**TASK MATERIAL:**
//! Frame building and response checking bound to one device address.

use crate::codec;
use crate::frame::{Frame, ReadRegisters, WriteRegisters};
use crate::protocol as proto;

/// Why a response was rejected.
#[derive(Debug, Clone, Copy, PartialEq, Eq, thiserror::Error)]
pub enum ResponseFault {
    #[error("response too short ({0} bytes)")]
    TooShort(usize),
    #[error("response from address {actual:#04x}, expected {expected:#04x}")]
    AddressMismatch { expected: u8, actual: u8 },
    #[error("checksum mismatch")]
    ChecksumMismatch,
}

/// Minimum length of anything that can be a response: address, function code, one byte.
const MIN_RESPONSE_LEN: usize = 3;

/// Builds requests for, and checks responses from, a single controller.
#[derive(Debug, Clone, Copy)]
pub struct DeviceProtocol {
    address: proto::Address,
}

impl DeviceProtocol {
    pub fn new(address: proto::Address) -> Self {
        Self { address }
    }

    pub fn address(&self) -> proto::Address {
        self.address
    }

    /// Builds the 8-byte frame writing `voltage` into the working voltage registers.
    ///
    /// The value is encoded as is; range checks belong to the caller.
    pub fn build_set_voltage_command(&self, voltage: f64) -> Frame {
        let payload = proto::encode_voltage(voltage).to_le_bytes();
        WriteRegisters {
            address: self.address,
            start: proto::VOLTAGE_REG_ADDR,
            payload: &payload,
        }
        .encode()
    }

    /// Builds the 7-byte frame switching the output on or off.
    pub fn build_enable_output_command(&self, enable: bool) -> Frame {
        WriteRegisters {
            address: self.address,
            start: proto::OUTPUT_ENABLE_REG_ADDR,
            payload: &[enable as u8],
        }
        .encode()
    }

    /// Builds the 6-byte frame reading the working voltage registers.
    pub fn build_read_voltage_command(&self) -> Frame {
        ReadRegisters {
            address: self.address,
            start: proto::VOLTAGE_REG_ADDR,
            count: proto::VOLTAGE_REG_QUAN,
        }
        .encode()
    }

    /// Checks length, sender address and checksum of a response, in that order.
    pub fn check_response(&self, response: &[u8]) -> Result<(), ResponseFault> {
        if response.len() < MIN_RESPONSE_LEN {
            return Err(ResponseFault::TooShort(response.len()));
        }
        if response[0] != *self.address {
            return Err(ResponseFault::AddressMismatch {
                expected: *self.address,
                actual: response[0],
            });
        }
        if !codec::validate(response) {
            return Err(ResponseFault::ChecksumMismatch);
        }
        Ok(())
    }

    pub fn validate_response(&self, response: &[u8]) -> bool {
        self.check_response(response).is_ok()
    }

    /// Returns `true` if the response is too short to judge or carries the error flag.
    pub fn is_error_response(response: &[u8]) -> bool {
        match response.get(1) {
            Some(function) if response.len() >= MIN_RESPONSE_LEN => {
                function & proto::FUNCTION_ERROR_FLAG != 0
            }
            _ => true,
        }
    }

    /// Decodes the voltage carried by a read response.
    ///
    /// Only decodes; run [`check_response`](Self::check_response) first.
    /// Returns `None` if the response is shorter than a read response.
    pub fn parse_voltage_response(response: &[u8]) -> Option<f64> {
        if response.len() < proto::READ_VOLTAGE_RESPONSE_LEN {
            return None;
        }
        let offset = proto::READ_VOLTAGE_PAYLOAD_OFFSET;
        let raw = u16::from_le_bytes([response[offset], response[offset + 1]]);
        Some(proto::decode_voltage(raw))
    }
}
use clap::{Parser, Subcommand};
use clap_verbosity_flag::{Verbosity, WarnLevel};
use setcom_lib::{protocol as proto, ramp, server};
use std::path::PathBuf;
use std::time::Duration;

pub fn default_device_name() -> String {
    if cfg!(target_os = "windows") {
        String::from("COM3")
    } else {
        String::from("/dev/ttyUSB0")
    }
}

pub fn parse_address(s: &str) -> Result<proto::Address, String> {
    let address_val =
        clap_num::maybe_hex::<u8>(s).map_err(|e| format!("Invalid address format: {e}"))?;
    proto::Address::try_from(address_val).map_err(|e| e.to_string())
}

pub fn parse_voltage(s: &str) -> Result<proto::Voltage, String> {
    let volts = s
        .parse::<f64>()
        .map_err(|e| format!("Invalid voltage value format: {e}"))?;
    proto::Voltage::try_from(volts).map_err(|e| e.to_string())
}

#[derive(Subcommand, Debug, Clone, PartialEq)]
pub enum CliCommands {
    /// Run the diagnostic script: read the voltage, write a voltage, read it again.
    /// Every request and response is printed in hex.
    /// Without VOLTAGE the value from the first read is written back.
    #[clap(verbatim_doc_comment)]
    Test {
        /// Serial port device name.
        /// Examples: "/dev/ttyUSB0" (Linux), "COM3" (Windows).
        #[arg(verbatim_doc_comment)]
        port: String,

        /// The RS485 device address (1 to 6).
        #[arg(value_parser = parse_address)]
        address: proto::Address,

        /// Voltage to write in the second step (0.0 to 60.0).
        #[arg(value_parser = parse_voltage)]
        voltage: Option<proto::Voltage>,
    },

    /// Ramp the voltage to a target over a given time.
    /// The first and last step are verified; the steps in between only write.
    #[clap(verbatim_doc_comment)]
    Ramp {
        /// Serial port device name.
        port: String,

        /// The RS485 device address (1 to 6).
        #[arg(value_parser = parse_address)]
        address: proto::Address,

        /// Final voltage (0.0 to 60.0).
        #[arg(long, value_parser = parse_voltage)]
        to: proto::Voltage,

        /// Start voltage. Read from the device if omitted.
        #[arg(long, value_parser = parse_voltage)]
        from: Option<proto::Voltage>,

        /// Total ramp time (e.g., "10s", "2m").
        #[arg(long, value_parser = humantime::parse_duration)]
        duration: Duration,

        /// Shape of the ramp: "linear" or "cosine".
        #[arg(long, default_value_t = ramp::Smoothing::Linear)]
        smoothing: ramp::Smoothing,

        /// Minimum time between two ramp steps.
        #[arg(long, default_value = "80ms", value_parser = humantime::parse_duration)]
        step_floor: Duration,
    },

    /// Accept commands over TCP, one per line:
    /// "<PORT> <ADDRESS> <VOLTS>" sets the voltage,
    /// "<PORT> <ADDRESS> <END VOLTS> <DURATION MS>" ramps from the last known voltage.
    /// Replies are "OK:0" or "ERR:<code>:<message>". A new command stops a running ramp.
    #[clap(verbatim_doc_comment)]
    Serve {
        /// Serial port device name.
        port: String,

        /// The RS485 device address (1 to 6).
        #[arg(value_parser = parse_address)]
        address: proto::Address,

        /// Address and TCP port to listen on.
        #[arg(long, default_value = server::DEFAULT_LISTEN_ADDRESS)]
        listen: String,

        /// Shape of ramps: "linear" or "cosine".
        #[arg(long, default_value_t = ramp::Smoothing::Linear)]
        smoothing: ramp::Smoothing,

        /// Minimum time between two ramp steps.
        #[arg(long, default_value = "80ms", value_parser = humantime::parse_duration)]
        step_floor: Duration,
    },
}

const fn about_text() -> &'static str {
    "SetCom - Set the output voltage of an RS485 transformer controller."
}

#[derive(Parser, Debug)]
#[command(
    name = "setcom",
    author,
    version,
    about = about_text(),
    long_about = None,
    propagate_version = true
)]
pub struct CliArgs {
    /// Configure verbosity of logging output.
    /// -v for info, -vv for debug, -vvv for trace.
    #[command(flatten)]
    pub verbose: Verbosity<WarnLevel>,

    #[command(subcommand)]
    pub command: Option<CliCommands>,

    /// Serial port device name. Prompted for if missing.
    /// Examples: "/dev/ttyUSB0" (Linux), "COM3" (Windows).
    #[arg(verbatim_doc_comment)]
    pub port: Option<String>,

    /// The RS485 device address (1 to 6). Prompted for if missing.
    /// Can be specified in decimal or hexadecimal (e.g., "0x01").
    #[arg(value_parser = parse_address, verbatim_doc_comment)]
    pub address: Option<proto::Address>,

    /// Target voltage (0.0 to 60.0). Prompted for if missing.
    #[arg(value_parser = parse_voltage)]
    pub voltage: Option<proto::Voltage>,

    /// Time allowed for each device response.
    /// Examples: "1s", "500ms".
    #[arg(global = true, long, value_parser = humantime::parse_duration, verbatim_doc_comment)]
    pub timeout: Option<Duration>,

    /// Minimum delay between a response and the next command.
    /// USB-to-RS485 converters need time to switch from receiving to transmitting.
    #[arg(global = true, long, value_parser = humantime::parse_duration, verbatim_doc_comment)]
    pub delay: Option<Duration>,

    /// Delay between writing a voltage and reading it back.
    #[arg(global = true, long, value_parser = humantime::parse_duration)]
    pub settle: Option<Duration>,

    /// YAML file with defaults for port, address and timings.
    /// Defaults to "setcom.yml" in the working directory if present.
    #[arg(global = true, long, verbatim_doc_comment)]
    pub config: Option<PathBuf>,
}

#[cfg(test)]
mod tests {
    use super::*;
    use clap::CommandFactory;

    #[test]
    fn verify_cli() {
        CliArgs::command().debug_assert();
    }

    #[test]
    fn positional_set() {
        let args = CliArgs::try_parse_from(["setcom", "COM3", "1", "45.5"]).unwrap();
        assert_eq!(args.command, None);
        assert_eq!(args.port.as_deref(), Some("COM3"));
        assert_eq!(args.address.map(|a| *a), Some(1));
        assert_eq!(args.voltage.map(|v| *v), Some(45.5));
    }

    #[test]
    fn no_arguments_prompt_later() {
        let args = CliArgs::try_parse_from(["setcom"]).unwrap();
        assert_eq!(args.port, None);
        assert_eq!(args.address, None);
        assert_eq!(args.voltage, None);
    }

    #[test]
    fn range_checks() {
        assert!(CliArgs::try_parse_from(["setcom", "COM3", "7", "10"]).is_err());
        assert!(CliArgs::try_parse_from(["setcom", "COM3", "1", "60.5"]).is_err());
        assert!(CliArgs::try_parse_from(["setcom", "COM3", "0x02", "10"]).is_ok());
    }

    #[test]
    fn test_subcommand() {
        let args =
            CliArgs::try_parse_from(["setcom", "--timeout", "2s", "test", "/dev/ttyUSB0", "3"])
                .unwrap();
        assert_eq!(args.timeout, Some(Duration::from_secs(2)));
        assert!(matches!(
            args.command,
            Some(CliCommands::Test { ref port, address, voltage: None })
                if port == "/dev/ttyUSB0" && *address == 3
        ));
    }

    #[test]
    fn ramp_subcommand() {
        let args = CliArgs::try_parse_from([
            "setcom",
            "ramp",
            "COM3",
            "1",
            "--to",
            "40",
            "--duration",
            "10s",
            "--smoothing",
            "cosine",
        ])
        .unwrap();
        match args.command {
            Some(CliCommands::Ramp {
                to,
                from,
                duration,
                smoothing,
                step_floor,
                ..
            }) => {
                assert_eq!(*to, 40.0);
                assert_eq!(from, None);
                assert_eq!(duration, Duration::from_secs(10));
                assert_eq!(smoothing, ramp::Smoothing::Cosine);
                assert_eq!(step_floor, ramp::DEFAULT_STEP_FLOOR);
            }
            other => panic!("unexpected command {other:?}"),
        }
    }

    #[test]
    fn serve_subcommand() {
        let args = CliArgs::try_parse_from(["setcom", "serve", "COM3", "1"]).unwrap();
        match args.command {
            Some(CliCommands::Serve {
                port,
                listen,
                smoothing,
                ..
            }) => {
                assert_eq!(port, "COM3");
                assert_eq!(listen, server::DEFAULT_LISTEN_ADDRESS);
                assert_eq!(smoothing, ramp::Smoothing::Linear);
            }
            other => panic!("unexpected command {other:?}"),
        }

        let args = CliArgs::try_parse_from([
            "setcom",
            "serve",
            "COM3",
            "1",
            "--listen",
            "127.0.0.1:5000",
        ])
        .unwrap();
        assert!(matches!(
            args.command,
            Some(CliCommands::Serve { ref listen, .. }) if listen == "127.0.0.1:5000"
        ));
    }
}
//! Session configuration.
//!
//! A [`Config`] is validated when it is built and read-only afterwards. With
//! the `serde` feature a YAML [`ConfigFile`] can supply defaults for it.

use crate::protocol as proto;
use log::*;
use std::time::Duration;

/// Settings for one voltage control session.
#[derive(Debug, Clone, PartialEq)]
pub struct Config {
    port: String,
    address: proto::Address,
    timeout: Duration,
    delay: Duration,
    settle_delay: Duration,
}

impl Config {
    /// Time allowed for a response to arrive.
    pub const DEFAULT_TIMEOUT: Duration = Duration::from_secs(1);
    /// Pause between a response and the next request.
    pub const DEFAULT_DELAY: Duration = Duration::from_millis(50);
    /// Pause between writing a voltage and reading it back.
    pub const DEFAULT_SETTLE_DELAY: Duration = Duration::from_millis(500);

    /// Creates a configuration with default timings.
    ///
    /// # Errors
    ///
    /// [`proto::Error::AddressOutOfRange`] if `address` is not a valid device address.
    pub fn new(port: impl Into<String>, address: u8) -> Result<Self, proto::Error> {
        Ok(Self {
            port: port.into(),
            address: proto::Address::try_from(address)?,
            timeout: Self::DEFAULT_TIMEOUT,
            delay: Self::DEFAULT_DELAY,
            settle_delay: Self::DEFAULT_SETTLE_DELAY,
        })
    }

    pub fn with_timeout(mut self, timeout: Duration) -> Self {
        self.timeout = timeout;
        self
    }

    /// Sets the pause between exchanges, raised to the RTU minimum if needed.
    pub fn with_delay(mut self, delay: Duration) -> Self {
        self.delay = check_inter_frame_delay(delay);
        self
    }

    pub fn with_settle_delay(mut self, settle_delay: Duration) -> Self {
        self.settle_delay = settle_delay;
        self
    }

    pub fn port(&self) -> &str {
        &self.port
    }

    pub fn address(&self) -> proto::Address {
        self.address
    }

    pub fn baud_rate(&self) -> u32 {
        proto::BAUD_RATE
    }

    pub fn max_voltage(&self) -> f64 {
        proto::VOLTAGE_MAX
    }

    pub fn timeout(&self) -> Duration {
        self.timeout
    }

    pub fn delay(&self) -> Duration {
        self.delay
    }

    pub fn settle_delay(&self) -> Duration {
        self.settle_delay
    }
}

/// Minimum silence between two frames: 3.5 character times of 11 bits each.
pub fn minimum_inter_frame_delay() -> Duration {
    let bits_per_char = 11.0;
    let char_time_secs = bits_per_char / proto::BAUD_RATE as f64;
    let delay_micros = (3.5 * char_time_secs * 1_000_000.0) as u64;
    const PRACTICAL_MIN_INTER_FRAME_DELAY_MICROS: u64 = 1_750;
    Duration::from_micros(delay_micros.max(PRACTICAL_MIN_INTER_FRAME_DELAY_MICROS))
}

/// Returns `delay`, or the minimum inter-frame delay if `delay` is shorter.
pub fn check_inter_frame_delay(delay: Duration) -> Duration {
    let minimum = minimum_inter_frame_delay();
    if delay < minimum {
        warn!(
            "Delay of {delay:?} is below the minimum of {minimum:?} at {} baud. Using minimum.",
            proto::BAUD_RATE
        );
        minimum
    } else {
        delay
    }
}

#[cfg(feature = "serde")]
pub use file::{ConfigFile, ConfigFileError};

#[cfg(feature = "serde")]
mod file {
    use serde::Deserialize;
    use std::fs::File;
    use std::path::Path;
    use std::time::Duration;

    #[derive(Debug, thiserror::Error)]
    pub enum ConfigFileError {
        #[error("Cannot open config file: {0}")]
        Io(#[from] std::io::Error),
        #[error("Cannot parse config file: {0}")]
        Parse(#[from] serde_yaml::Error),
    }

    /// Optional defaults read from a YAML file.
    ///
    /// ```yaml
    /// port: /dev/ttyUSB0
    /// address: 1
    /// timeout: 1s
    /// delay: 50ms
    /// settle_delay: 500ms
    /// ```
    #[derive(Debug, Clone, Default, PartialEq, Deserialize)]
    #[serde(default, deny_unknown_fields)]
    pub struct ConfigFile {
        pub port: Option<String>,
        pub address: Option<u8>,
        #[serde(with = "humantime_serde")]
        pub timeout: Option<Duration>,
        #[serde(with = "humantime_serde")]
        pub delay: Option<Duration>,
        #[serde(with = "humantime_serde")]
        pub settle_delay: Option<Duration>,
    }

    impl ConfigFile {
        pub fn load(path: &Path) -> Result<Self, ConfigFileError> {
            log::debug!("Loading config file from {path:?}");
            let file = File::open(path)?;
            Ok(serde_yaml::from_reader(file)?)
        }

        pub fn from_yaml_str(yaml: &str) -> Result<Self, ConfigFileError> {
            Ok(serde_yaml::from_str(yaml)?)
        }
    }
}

**HOW TO COMPLETE THIS TASK:** Show the lines in the entries above that include the string "missing".

**FINISHED TASK:**
    /// Serial port device name. Prompted for if missing.
    /// The RS485 device address (1 to 6). Prompted for if missing.
    /// Target voltage (0.0 to 60.0). Prompted for if missing.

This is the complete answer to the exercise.